====== Records supplied

impl TypeDescription {
    pub fn primitive(primitive: PrimitiveType) -> Self {
        Self(Arc::new(TypeKind::Primitive(primitive)))
    }

    pub fn void() -> Self {
        Self::primitive(PrimitiveType::Void)
    }

    pub fn int() -> Self {
        Self::primitive(PrimitiveType::Int)
    }

    pub fn long() -> Self {
        Self::primitive(PrimitiveType::Long)
    }

    pub fn double() -> Self {
        Self::primitive(PrimitiveType::Double)
    }

    pub fn boolean() -> Self {
        Self::primitive(PrimitiveType::Boolean)
    }

    pub fn object() -> Self {
        OBJECT.clone()
    }

    pub fn string() -> Self {
        STRING.clone()
    }

    /// An array type with the given component type
    pub fn array_of(component: TypeDescription) -> Self {
        Self(Arc::new(TypeKind::Array(component)))
    }

    /// A plain public class of the given binary name extending `java.lang.Object`
    pub fn class_named(name: impl Into<String>) -> Self {
        LatentType::new(name).build()
    }

    /// A public interface of the given binary name
    pub fn interface_named(name: impl Into<String>) -> Self {
        LatentType::new(name)
            .modifiers(ACC_PUBLIC | ACC_INTERFACE | ACC_ABSTRACT)
            .build()
    }

    /// Binary name in `Class.getName()` form
    pub fn name(&self) -> String {
        match &*self.0 {
            TypeKind::Primitive(primitive) => primitive.name().to_string(),
            TypeKind::Array(_) => self.descriptor().replace('/', "."),
            TypeKind::Class(class) => class.name.clone(),
        }
    }

    /// Name as it would appear in Java source, e.g. `java.lang.String[]`
    pub fn source_name(&self) -> String {
        match &*self.0 {
            TypeKind::Array(component) => format!("{}[]", component.source_name()),
            _ => self.name(),
        }
    }

    /// Internal name as used by class file references
    pub fn internal_name(&self) -> String {
        match &*self.0 {
            TypeKind::Primitive(primitive) => primitive.name().to_string(),
            TypeKind::Array(_) => self.descriptor(),
            TypeKind::Class(class) => class.name.replace('.', "/"),
        }
    }

    pub fn descriptor(&self) -> String {
        match &*self.0 {
            TypeKind::Primitive(primitive) => primitive.descriptor().to_string(),
            TypeKind::Array(component) => format!("[{}", component.descriptor()),
            TypeKind::Class(class) => format!("L{};", class.name.replace('.', "/")),
        }
    }

    pub fn stack_size(&self) -> StackSize {
        match &*self.0 {
            TypeKind::Primitive(primitive) => primitive.stack_size(),
            _ => StackSize::Single,
        }
    }

    pub fn as_primitive(&self) -> Option<PrimitiveType> {
        match &*self.0 {
            TypeKind::Primitive(primitive) => Some(*primitive),
            _ => None,
        }
    }

    pub fn represents(&self, primitive: PrimitiveType) -> bool {
        self.as_primitive() == Some(primitive)
    }

    pub fn is_primitive(&self) -> bool {
        matches!(&*self.0, TypeKind::Primitive(_))
    }

    pub fn is_void(&self) -> bool {
        self.represents(PrimitiveType::Void)
    }

    pub fn is_array(&self) -> bool {
        matches!(&*self.0, TypeKind::Array(_))
    }

    pub fn is_interface(&self) -> bool {
        self.modifiers() & ACC_INTERFACE != 0
    }

    pub fn is_annotation(&self) -> bool {
        self.modifiers() & ACC_ANNOTATION != 0
    }

    pub fn component_type(&self) -> Option<&TypeDescription> {
        match &*self.0 {
            TypeKind::Array(component) => Some(component),
            _ => None,
        }
    }

    pub fn modifiers(&self) -> u16 {
        match &*self.0 {
            TypeKind::Primitive(_) => ACC_PUBLIC | ACC_FINAL | ACC_ABSTRACT,
            TypeKind::Array(_) => ACC_PUBLIC | ACC_FINAL | ACC_ABSTRACT,
            TypeKind::Class(class) => class.modifiers,
        }
    }

    /// Direct supertype; `None` for primitives, interfaces and `java.lang.Object`
    pub fn supertype(&self) -> Option<&TypeDescription> {
        match &*self.0 {
            TypeKind::Primitive(_) => None,
            TypeKind::Array(_) => Some(&*OBJECT),
            TypeKind::Class(class) => class.super_class.as_ref(),
        }
    }

    pub fn interfaces(&self) -> &[TypeDescription] {
        match &*self.0 {
            TypeKind::Primitive(_) => &[],
            TypeKind::Array(_) => ARRAY_INTERFACES.as_slice(),
            TypeKind::Class(class) => class.interfaces.as_slice(),
        }
    }

    /// Annotations declared on this type, whatever their retention
    pub fn annotations(&self) -> &[AnnotationDescription] {
        match &*self.0 {
            TypeKind::Class(class) => class.annotations.as_slice(),
            _ => &[],
        }
    }

    pub fn is_object(&self) -> bool {
        matches!(&*self.0, TypeKind::Class(class) if class.name == "java.lang.Object")
    }

    /// Whether a value of `other` may be assigned to a variable of this type
    /// without a conversion or cast
    pub fn is_assignable_from(&self, other: &TypeDescription) -> bool {
        if self == other {
            return true;
        }
        match (&*self.0, &*other.0) {
            (TypeKind::Primitive(_), _) | (_, TypeKind::Primitive(_)) => false,
            (TypeKind::Array(target), TypeKind::Array(source)) => {
                !target.is_primitive() && !source.is_primitive() && target.is_assignable_from(source)
            }
            (TypeKind::Array(_), TypeKind::Class(_)) => false,
            (TypeKind::Class(_), _) => self.is_object() || other.inherits_from(self),
        }
    }

    pub fn is_assignable_to(&self, other: &TypeDescription) -> bool {
        other.is_assignable_from(self)
    }

    fn inherits_from(&self, target: &TypeDescription) -> bool {
        if let Some(super_class) = self.supertype() {
            if super_class == target || super_class.inherits_from(target) {
                return true;
            }
        }
        self.interfaces()
            .iter()
            .any(|interface| interface == target || interface.inherits_from(target))
    }

    /// Whether both handles point at the same allocation
    pub fn ptr_eq(&self, other: &TypeDescription) -> bool {
        Arc::ptr_eq(&self.0, &other.0)
    }
}

impl PartialEq for TypeDescription {
    fn eq(&self, other: &Self) -> bool {
        if Arc::ptr_eq(&self.0, &other.0) {
            return true;
        }
        match (&*self.0, &*other.0) {
            (TypeKind::Primitive(left), TypeKind::Primitive(right)) => left == right,
            (TypeKind::Array(left), TypeKind::Array(right)) => left == right,
            (TypeKind::Class(left), TypeKind::Class(right)) => left.name == right.name,
            _ => false,
        }
    }
}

============

(To do): Please print, exactly and with nothing else, the lines from the first line of the entries through the line containing "pub fn internal_name(&self)".

(Answer to this problem):
impl TypeDescription {
    pub fn primitive(primitive: PrimitiveType) -> Self {
        Self(Arc::new(TypeKind::Primitive(primitive)))
    }

    pub fn void() -> Self {
        Self::primitive(PrimitiveType::Void)
    }

    pub fn int() -> Self {
        Self::primitive(PrimitiveType::Int)
    }

    pub fn long() -> Self {
        Self::primitive(PrimitiveType::Long)
    }

    pub fn double() -> Self {
        Self::primitive(PrimitiveType::Double)
    }

    pub fn boolean() -> Self {
        Self::primitive(PrimitiveType::Boolean)
    }

    pub fn object() -> Self {
        OBJECT.clone()
    }

    pub fn string() -> Self {
        STRING.clone()
    }

    /// An array type with the given component type
    pub fn array_of(component: TypeDescription) -> Self {
        Self(Arc::new(TypeKind::Array(component)))
    }

    /// A plain public class of the given binary name extending `java.lang.Object`
    pub fn class_named(name: impl Into<String>) -> Self {
        LatentType::new(name).build()
    }

    /// A public interface of the given binary name
    pub fn interface_named(name: impl Into<String>) -> Self {
        LatentType::new(name)
            .modifiers(ACC_PUBLIC | ACC_INTERFACE | ACC_ABSTRACT)
            .build()
    }

    /// Binary name in `Class.getName()` form
    pub fn name(&self) -> String {
        match &*self.0 {
            TypeKind::Primitive(primitive) => primitive.name().to_string(),
            TypeKind::Array(_) => self.descriptor().replace('/', "."),
            TypeKind::Class(class) => class.name.clone(),
        }
    }

    /// Name as it would appear in Java source, e.g. `java.lang.String[]`
    pub fn source_name(&self) -> String {
        match &*self.0 {
            TypeKind::Array(component) => format!("{}[]", component.source_name()),
            _ => self.name(),
        }
    }

    /// Internal name as used by class file references
    pub fn internal_name(&self) -> String {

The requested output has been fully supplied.